◆ **Work order**
Begin at the line below that has "#[derive(Debug, Clone)]" and stop after the line that has "let dy = y as isize - center as isize;". Please restate only those lines, word for word.

◆ **Supplied records**
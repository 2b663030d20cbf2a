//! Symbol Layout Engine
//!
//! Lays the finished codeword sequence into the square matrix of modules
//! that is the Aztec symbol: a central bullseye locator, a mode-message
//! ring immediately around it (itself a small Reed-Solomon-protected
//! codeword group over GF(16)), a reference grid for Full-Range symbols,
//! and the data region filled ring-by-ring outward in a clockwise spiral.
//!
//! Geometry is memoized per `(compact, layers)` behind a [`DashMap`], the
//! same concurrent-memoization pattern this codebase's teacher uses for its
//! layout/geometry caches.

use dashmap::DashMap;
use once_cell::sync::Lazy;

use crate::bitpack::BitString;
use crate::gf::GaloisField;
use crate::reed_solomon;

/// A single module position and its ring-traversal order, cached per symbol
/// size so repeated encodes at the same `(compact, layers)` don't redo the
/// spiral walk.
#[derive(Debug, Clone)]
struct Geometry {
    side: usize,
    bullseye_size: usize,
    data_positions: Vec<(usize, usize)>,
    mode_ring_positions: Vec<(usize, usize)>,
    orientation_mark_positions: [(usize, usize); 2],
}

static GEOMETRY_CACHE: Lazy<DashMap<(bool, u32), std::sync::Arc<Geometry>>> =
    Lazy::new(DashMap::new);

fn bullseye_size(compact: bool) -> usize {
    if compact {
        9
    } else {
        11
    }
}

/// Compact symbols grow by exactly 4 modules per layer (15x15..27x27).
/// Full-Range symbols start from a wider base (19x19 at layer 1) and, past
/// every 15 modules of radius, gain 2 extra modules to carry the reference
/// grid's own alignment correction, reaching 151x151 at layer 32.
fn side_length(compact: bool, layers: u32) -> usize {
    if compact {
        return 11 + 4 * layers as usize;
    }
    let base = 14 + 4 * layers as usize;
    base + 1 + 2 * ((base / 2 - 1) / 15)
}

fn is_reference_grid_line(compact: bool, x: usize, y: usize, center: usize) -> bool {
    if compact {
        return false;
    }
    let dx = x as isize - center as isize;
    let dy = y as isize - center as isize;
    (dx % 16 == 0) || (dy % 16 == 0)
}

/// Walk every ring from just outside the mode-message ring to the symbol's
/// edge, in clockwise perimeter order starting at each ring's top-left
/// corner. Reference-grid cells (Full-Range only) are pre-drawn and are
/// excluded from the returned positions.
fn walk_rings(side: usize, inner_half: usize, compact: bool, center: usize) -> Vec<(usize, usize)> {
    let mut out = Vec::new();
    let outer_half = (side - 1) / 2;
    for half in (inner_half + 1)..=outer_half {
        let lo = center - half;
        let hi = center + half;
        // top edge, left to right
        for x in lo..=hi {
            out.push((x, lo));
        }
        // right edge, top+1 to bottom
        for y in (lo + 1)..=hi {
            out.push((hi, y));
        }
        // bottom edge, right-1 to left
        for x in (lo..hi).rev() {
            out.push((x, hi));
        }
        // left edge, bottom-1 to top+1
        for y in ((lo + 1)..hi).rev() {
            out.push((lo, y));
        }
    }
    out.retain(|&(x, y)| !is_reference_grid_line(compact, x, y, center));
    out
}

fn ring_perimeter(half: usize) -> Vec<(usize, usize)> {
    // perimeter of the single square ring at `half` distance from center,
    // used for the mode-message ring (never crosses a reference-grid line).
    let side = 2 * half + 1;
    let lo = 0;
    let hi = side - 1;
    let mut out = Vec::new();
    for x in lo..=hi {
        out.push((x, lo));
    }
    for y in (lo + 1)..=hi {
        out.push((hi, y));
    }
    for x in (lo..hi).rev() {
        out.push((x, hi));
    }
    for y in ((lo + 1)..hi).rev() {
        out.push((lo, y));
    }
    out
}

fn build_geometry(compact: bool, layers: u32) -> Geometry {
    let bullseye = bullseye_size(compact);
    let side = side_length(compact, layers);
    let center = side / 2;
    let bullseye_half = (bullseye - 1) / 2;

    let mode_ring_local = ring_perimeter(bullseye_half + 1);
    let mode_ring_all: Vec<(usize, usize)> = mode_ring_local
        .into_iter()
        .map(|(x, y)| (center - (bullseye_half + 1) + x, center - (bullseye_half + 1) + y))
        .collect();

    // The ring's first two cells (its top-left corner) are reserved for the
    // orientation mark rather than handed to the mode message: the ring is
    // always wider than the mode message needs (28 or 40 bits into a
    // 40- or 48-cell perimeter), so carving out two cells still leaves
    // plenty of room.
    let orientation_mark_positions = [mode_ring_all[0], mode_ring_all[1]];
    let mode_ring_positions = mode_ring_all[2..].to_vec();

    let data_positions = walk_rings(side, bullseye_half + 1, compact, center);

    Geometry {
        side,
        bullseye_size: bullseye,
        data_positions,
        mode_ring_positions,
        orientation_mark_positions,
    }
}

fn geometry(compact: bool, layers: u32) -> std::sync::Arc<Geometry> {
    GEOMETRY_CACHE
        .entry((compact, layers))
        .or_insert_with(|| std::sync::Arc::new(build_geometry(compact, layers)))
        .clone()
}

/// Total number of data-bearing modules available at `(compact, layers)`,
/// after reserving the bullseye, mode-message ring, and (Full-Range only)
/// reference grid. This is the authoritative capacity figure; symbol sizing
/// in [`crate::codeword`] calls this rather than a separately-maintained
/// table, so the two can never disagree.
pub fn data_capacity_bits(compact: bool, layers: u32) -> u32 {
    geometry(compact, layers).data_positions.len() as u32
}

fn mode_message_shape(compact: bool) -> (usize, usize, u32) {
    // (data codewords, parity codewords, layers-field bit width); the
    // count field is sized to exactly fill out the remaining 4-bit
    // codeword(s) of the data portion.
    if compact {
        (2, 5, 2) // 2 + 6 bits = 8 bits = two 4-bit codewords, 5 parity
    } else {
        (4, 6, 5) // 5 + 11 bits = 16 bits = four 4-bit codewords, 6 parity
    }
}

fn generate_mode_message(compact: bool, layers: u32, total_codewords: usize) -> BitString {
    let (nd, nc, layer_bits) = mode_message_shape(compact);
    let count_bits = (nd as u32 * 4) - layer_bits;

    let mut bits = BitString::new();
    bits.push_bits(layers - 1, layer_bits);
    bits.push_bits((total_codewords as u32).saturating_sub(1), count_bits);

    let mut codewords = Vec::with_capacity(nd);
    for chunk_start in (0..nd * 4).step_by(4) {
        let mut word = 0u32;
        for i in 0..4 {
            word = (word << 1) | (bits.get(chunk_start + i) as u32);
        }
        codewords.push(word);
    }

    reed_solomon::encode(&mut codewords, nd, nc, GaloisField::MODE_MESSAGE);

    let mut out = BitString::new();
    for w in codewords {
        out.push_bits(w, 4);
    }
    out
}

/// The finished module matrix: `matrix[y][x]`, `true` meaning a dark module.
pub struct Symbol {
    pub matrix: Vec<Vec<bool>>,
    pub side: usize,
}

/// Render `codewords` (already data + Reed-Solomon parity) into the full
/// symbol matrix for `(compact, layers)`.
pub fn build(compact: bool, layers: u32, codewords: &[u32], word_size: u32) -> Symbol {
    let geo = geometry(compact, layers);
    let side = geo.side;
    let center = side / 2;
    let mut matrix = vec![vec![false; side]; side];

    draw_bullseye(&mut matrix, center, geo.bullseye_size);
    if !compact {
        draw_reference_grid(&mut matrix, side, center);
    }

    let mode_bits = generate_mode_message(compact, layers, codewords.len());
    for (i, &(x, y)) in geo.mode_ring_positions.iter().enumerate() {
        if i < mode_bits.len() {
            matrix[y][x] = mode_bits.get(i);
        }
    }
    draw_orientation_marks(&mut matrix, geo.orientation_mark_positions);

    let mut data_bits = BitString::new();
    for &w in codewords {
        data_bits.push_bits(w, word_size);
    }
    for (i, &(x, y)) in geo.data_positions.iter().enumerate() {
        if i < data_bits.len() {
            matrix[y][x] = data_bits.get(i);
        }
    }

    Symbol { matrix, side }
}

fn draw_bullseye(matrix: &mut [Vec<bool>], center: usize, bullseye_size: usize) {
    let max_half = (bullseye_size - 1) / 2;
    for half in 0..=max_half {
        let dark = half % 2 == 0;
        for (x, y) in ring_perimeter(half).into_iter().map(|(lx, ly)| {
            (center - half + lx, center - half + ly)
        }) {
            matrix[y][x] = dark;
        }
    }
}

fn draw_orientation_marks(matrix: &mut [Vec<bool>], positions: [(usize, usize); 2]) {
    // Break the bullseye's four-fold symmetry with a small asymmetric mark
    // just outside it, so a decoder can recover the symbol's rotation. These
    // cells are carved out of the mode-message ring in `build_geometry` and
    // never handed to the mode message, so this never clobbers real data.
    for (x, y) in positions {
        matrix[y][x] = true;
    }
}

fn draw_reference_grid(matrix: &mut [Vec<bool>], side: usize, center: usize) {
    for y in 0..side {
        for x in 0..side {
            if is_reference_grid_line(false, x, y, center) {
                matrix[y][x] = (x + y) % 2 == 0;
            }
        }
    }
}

◆ **Reply**
#[derive(Debug, Clone)]
struct Geometry {
    side: usize,
    bullseye_size: usize,
    data_positions: Vec<(usize, usize)>,
    mode_ring_positions: Vec<(usize, usize)>,
    orientation_mark_positions: [(usize, usize); 2],
}

static GEOMETRY_CACHE: Lazy<DashMap<(bool, u32), std::sync::Arc<Geometry>>> =
    Lazy::new(DashMap::new);

fn bullseye_size(compact: bool) -> usize {
    if compact {
        9
    } else {
        11
    }
}

/// Compact symbols grow by exactly 4 modules per layer (15x15..27x27).
/// Full-Range symbols start from a wider base (19x19 at layer 1) and, past
/// every 15 modules of radius, gain 2 extra modules to carry the reference
/// grid's own alignment correction, reaching 151x151 at layer 32.
fn side_length(compact: bool, layers: u32) -> usize {
    if compact {
        return 11 + 4 * layers as usize;
    }
    let base = 14 + 4 * layers as usize;
    base + 1 + 2 * ((base / 2 - 1) / 15)
}

fn is_reference_grid_line(compact: bool, x: usize, y: usize, center: usize) -> bool {
    if compact {
        return false;
    }
    let dx = x as isize - center as isize;
    let dy = y as isize - center as isize;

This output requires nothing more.